● EXERCISE
Only a number is wanted here: the number of lines of the data that include "Self".

● RAW DATA

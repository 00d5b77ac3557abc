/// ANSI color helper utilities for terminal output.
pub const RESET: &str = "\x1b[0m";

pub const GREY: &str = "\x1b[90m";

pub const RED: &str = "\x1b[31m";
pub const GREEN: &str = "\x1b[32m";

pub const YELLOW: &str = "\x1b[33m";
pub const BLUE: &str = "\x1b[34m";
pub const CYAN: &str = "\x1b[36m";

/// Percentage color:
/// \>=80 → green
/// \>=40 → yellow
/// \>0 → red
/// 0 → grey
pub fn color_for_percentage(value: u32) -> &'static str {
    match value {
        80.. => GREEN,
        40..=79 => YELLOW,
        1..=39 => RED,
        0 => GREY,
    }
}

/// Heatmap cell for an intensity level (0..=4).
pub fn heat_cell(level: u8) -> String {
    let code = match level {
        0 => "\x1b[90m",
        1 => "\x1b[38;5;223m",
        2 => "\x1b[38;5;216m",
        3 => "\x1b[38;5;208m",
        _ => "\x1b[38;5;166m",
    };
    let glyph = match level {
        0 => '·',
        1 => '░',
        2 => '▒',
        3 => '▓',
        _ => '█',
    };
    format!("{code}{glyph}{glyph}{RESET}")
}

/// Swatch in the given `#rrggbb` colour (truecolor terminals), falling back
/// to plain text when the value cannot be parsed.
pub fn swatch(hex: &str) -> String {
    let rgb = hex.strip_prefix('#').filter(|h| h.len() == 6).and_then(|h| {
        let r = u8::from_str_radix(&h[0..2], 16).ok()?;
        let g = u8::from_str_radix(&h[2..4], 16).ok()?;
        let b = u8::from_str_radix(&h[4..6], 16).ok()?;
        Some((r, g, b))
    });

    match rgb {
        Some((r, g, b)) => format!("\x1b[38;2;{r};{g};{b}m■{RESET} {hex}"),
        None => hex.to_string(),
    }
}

==

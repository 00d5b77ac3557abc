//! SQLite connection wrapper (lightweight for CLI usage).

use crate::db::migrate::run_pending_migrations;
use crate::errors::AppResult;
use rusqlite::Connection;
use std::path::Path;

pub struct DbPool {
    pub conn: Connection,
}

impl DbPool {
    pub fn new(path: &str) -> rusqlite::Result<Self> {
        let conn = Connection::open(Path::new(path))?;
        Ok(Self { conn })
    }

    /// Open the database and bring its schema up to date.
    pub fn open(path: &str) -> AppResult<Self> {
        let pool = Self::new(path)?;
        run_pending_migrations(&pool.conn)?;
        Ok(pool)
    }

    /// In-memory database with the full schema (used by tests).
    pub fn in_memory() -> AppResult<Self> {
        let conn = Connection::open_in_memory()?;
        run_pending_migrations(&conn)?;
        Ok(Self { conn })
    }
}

● SOLUTION FOR THIS PROBLEM
6